State how many lines below hold the word "contradictory". Give that number and no other text.

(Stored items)

══════════════════════════════

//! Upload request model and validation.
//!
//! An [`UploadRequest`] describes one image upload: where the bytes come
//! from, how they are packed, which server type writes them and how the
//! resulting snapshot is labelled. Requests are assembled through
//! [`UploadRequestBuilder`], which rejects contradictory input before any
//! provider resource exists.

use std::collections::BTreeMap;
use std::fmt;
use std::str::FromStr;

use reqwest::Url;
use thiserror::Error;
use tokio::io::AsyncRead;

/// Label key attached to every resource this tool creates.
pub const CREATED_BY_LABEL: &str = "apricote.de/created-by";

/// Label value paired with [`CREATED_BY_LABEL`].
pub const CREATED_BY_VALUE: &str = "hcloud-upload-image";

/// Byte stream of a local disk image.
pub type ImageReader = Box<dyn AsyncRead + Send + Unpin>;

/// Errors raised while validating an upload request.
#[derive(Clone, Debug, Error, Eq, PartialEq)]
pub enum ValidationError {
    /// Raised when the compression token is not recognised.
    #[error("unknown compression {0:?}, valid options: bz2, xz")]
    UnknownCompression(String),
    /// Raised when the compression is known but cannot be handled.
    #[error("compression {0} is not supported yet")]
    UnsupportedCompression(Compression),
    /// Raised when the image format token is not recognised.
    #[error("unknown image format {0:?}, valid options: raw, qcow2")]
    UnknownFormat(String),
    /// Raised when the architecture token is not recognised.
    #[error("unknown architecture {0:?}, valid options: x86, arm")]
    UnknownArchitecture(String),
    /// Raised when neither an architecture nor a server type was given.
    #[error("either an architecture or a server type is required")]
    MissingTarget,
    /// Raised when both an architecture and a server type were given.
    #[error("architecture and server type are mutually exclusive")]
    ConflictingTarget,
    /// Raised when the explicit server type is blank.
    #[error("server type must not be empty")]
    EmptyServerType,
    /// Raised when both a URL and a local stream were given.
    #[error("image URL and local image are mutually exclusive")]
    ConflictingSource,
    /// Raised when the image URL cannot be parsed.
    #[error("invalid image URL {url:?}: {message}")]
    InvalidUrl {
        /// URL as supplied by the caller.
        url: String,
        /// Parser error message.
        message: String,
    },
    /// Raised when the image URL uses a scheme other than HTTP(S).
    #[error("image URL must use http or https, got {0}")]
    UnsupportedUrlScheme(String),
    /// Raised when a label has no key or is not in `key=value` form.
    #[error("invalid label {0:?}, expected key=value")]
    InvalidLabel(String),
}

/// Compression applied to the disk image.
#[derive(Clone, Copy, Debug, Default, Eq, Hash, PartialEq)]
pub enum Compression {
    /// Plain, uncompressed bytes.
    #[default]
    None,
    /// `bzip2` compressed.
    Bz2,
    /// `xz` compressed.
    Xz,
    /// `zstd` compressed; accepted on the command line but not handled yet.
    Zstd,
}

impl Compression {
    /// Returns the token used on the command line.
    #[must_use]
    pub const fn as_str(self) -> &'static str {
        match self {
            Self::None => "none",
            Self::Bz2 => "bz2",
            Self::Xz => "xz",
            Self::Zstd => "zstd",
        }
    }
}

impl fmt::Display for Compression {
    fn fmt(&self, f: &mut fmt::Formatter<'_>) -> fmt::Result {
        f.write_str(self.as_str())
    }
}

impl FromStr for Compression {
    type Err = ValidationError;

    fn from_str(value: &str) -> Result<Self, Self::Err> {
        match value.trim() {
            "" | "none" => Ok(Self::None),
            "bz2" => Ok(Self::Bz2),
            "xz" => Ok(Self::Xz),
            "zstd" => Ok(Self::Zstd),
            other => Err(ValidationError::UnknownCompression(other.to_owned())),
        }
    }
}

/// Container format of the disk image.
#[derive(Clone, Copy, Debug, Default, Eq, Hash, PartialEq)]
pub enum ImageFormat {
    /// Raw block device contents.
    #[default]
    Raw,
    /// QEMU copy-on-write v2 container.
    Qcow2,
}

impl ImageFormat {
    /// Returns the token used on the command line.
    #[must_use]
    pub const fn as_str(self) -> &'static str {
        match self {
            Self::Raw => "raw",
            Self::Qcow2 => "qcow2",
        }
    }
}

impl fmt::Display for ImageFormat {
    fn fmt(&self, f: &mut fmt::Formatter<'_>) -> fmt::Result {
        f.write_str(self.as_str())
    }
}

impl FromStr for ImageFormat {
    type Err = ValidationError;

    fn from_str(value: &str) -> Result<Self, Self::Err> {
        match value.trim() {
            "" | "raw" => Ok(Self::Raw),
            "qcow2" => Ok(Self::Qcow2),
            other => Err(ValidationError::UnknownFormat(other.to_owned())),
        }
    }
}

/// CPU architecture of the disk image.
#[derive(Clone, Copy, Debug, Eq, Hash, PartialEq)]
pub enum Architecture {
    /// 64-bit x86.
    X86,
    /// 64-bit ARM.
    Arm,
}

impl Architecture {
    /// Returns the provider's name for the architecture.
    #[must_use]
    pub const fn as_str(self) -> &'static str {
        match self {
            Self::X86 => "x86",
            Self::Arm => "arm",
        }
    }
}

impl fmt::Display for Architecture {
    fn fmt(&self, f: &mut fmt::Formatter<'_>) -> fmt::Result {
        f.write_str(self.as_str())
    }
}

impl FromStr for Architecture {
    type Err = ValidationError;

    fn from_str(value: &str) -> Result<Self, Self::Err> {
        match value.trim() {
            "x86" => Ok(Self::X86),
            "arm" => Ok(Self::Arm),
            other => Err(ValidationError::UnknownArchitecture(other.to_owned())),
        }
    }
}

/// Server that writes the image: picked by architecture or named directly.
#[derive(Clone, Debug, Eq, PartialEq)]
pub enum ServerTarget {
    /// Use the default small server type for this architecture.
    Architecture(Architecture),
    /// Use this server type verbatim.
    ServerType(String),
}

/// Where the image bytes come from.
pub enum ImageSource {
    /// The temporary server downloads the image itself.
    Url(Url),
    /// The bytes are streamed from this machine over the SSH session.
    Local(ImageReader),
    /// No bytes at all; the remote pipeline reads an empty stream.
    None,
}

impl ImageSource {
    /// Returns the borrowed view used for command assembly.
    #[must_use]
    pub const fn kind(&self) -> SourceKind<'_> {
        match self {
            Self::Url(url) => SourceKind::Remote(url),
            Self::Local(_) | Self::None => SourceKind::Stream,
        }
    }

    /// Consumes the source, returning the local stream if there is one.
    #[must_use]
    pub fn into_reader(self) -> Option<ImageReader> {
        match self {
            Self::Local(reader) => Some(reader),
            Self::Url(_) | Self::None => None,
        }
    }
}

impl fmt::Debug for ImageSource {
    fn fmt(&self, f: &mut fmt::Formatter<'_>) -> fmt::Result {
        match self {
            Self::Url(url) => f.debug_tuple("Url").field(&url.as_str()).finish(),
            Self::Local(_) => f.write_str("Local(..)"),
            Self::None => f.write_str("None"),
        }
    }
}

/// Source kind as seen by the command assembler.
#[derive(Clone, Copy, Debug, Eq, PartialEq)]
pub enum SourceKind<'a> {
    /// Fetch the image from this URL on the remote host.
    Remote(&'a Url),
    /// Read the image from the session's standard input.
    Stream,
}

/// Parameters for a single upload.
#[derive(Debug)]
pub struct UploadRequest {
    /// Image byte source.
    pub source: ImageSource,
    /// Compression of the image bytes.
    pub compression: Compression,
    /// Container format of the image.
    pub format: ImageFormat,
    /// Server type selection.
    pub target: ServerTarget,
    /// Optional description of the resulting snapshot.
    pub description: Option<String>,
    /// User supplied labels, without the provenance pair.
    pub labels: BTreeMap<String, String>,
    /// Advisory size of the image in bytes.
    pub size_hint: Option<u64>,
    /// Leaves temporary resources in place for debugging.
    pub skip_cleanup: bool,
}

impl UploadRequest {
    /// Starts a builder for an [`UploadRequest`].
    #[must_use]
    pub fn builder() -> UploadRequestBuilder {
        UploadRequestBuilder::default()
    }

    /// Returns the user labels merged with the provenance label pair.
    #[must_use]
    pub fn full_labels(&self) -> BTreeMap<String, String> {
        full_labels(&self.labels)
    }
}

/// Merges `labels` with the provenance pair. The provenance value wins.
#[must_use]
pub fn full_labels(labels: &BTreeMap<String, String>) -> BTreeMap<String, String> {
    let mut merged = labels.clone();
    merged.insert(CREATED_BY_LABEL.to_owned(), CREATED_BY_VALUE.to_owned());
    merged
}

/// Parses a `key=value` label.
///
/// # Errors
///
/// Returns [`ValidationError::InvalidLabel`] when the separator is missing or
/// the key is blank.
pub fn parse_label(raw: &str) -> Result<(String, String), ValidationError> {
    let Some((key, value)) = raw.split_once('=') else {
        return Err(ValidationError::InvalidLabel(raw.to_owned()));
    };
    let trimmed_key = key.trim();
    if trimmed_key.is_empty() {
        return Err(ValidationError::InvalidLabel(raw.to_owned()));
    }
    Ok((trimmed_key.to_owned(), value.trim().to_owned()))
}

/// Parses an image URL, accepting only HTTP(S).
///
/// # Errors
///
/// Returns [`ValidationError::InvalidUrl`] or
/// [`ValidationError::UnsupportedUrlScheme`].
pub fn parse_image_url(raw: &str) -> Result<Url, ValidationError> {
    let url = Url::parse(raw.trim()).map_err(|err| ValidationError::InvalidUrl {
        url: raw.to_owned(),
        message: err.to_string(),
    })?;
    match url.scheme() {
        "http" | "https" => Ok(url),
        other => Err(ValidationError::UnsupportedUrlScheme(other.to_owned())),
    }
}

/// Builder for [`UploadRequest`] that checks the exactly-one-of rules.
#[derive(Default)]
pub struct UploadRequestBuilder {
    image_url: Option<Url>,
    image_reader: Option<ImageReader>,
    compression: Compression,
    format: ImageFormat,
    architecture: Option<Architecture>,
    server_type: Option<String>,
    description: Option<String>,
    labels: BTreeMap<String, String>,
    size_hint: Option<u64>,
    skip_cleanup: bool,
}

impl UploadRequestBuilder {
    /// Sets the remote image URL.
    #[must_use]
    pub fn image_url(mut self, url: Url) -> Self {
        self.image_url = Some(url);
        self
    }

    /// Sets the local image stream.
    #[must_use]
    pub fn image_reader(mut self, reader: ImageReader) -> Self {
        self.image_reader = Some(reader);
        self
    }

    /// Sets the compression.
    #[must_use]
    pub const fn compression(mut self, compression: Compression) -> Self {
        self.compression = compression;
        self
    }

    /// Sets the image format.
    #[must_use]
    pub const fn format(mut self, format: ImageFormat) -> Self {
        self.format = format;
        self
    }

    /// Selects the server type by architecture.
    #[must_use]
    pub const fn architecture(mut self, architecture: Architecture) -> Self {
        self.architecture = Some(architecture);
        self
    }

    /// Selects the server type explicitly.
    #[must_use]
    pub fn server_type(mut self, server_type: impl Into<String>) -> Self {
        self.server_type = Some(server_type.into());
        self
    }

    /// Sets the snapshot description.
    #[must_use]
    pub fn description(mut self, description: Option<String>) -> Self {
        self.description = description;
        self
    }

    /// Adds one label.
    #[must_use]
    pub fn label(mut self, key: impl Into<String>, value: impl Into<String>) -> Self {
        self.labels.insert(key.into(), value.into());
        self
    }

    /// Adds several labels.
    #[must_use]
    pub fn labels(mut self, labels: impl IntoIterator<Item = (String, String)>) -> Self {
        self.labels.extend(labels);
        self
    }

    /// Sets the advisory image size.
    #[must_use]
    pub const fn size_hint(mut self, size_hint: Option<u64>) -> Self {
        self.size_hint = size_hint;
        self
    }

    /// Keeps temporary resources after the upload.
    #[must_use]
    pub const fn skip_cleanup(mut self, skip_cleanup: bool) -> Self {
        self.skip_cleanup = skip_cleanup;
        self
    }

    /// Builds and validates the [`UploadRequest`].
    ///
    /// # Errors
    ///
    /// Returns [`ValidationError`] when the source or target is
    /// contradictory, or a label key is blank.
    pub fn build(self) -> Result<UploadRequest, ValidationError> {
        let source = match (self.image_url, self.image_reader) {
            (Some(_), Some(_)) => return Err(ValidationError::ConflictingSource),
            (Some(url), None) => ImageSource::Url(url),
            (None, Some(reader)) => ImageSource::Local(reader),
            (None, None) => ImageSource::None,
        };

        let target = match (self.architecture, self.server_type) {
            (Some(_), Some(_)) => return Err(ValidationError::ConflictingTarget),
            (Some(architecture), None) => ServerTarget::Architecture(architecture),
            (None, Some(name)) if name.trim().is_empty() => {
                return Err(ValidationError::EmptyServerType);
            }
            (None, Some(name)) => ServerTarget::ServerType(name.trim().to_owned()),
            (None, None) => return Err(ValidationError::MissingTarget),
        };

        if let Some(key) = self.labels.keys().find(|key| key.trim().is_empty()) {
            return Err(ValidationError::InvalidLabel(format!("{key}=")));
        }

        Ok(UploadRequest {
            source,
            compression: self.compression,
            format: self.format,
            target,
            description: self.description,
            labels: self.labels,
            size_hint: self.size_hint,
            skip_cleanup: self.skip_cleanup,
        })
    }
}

══════════════════════════════

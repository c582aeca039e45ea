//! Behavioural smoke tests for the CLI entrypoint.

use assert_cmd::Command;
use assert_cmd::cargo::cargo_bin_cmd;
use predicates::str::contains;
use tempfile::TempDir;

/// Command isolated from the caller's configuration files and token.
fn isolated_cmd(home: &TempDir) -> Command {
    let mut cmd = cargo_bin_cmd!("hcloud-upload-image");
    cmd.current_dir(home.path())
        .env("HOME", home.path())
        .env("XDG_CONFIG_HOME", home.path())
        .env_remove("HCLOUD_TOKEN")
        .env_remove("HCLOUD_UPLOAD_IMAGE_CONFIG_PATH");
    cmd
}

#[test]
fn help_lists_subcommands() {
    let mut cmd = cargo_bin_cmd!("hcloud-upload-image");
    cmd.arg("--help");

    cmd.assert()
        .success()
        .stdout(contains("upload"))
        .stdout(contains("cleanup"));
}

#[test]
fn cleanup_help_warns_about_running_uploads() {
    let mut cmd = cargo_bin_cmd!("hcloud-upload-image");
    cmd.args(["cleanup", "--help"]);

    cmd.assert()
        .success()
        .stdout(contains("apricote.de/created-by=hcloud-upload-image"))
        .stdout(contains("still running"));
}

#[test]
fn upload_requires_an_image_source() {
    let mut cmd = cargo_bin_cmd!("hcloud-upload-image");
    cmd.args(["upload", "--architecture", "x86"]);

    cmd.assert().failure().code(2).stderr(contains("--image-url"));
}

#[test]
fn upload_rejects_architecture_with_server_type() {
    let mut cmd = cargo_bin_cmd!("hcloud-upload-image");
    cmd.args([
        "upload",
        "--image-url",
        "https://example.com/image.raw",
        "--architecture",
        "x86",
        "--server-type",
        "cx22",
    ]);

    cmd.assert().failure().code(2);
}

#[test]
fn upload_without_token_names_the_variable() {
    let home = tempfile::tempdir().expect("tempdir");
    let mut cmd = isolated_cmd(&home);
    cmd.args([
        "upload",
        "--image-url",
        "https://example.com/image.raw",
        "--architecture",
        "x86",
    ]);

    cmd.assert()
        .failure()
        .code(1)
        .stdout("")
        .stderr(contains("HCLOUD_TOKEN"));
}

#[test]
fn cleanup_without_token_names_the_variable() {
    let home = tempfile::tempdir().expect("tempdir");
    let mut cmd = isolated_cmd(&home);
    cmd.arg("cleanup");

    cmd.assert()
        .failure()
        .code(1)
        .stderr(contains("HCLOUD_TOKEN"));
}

══════════════════════════════

## ANSWER SECTION:
2